Exercise directions: Your answer should be every line of the records that contains the word "static", copied as it stands.

Records for this task:
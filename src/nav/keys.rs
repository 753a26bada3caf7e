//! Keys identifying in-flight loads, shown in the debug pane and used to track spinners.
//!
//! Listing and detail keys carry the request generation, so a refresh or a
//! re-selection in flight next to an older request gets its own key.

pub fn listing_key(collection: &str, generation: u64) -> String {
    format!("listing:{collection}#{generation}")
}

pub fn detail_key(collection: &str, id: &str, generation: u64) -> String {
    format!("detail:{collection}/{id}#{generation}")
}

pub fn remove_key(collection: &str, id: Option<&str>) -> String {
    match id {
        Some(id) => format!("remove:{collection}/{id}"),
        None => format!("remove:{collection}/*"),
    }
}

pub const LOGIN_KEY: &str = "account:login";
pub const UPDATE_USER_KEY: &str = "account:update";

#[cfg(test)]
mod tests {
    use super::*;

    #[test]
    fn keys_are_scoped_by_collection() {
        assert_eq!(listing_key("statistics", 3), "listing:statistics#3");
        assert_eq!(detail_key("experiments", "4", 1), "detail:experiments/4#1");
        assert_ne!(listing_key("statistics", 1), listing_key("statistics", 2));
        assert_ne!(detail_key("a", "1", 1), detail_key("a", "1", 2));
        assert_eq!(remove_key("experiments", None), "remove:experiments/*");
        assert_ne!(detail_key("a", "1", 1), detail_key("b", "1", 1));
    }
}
* * *
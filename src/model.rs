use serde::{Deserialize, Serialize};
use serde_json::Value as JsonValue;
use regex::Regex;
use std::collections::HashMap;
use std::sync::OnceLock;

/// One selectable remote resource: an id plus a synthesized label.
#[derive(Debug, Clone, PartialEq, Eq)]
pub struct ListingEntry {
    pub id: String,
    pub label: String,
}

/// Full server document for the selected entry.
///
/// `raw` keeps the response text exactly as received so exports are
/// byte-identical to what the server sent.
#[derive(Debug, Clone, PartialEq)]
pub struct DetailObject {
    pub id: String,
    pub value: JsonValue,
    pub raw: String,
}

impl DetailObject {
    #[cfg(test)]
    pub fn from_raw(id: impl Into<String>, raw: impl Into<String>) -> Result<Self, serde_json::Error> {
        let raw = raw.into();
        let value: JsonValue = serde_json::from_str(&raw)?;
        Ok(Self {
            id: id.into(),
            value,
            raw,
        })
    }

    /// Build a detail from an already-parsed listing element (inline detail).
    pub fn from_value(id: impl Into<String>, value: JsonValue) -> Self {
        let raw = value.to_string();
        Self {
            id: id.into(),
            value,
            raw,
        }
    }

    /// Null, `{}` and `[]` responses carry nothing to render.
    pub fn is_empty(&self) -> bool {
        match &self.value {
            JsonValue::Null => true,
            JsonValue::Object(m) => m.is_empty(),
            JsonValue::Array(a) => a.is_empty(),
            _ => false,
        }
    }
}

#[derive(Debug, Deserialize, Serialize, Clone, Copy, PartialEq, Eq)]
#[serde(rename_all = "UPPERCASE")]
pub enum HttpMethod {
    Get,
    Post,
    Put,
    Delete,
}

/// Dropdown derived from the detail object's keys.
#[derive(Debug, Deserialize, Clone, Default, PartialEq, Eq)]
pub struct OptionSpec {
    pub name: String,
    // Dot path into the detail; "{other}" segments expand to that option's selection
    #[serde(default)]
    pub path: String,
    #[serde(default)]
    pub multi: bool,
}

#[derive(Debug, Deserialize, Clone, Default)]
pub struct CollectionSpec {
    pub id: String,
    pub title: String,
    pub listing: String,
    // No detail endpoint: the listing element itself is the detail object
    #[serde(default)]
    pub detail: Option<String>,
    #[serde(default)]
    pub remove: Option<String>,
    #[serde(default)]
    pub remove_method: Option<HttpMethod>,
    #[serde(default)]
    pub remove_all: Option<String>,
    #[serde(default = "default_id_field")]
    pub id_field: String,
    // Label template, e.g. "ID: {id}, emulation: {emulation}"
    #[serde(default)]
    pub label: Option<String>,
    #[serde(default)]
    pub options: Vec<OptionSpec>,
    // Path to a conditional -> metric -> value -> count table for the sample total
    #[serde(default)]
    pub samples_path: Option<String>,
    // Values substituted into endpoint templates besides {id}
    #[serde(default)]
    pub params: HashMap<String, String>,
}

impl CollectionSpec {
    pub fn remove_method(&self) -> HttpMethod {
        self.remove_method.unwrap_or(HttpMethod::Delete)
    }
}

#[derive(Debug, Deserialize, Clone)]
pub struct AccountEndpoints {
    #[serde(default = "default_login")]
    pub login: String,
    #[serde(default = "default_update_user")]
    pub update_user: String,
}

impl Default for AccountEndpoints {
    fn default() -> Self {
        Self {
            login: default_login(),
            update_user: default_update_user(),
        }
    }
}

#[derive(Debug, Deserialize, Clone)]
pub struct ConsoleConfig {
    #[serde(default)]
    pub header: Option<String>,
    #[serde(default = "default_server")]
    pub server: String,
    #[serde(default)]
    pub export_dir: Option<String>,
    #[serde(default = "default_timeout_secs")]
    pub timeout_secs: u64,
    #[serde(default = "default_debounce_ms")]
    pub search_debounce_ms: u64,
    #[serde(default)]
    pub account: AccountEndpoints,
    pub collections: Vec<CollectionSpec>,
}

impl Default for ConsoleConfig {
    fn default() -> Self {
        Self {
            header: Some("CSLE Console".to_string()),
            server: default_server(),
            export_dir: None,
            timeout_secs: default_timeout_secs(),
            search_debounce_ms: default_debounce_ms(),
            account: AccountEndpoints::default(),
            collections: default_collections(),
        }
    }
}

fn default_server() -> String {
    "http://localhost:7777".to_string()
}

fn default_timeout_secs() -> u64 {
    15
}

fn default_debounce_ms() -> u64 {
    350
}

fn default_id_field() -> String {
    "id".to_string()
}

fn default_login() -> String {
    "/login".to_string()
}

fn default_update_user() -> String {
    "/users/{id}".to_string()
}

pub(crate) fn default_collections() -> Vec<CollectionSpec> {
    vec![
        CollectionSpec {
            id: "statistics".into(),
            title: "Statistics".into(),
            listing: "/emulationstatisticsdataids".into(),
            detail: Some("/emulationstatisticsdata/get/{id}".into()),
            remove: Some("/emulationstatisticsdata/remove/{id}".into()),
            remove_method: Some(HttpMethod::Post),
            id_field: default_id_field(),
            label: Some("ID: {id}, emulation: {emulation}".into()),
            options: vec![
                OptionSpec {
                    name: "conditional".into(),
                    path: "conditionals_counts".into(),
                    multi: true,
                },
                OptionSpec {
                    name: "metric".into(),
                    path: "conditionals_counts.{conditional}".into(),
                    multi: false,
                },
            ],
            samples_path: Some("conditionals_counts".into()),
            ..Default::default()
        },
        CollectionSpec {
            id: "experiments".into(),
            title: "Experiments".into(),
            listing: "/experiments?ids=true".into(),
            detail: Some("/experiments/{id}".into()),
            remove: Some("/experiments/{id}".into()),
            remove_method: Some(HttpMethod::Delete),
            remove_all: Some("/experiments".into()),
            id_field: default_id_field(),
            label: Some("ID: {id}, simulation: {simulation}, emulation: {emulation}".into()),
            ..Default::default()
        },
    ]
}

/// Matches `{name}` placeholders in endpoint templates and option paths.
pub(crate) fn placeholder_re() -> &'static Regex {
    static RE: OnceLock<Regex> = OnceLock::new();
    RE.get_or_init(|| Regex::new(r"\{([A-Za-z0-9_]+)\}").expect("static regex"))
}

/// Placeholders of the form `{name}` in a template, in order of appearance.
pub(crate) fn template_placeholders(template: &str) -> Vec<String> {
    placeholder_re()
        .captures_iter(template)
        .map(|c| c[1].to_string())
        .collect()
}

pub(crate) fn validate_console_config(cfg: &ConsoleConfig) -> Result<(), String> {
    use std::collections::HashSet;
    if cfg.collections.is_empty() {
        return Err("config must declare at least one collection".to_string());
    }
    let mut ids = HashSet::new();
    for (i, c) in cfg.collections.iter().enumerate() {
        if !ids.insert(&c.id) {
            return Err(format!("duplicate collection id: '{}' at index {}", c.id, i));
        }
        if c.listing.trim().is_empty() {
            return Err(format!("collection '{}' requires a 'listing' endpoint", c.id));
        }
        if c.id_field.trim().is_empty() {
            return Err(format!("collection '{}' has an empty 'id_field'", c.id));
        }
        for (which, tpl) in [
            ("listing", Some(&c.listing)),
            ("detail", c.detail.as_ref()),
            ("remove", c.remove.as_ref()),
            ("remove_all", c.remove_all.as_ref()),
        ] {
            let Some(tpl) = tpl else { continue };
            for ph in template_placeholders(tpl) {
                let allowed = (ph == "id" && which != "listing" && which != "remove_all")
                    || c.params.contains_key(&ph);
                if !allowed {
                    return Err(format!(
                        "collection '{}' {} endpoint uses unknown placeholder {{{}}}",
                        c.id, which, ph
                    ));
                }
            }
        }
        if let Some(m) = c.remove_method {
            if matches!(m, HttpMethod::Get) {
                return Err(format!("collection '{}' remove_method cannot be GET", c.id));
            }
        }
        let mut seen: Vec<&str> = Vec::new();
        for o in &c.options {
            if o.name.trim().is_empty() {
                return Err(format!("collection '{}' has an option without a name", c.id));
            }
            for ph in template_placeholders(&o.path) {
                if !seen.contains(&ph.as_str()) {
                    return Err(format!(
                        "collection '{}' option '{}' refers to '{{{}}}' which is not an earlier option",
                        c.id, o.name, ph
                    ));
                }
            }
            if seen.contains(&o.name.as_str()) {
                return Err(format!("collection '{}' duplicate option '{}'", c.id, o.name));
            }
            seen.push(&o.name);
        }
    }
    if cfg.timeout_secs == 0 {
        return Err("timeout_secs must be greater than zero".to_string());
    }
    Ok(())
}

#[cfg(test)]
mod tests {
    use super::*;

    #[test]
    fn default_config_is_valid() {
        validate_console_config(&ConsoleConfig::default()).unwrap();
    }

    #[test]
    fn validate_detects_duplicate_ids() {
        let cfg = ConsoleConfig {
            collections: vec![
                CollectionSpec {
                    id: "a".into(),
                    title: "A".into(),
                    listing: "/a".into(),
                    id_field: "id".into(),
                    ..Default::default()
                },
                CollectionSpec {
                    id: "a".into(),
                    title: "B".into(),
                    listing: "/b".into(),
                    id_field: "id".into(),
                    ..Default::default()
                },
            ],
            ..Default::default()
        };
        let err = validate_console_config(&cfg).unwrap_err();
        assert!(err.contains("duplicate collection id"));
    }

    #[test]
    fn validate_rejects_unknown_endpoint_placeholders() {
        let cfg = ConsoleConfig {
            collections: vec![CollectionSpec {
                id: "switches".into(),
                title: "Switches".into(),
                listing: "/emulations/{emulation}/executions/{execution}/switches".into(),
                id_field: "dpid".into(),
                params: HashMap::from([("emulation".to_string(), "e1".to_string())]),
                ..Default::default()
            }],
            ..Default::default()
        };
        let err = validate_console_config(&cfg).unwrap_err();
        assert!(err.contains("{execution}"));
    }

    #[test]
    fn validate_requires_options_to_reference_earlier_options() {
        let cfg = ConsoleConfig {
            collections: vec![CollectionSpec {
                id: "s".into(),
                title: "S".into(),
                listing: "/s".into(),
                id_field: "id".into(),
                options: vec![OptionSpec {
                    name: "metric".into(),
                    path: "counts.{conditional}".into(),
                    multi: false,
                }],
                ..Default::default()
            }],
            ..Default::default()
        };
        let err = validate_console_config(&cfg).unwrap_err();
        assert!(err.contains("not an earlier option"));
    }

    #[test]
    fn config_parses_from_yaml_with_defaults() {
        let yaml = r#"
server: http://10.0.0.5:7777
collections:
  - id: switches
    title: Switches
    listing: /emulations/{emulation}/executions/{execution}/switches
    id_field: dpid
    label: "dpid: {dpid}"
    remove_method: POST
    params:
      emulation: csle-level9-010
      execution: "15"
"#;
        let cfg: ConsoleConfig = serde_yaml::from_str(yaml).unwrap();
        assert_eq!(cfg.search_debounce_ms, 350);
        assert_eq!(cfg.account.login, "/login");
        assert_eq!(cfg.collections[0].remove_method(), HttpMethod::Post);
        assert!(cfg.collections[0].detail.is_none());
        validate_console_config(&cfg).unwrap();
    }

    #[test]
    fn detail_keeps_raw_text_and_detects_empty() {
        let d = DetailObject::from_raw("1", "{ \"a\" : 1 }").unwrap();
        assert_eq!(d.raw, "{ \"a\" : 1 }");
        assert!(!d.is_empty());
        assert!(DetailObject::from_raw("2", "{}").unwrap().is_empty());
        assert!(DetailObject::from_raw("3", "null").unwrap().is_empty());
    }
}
---
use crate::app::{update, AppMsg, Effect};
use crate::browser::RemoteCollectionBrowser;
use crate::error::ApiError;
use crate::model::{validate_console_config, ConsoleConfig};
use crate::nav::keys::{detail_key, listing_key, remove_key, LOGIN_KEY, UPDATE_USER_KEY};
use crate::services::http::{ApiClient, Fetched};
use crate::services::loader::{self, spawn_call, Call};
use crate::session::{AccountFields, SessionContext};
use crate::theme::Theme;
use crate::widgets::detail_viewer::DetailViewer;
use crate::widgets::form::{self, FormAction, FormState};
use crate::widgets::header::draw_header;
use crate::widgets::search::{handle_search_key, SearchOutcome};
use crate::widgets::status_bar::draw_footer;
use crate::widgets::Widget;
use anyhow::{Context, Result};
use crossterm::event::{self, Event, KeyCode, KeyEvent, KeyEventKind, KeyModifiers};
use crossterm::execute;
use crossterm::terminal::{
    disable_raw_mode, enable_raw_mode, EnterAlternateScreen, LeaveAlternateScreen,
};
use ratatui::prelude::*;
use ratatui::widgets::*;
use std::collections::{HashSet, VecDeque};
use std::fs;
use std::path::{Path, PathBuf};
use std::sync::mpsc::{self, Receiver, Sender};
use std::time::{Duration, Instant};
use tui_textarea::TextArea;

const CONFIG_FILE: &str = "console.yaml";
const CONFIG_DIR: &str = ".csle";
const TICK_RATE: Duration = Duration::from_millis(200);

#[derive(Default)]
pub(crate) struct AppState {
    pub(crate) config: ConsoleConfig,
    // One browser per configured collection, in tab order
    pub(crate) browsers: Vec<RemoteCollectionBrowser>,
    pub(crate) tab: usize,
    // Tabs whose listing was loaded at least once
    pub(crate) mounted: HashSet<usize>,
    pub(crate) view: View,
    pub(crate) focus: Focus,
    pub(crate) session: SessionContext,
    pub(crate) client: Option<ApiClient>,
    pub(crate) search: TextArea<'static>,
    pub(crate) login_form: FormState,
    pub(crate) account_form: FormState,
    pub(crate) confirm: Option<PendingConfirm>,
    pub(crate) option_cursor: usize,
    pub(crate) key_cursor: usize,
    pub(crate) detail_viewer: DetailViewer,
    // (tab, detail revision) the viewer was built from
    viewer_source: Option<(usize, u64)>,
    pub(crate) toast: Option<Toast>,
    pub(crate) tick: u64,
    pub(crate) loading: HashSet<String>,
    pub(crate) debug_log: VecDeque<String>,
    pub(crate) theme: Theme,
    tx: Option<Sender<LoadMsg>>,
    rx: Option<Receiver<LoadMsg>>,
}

Output below:
pub(crate) fn placeholder_re() -> &'static Regex {
    static RE: OnceLock<Regex> = OnceLock::new();
    RE.get_or_init(|| Regex::new(r"\{([A-Za-z0-9_]+)\}").expect("static regex"))
    pub(crate) search: TextArea<'static>,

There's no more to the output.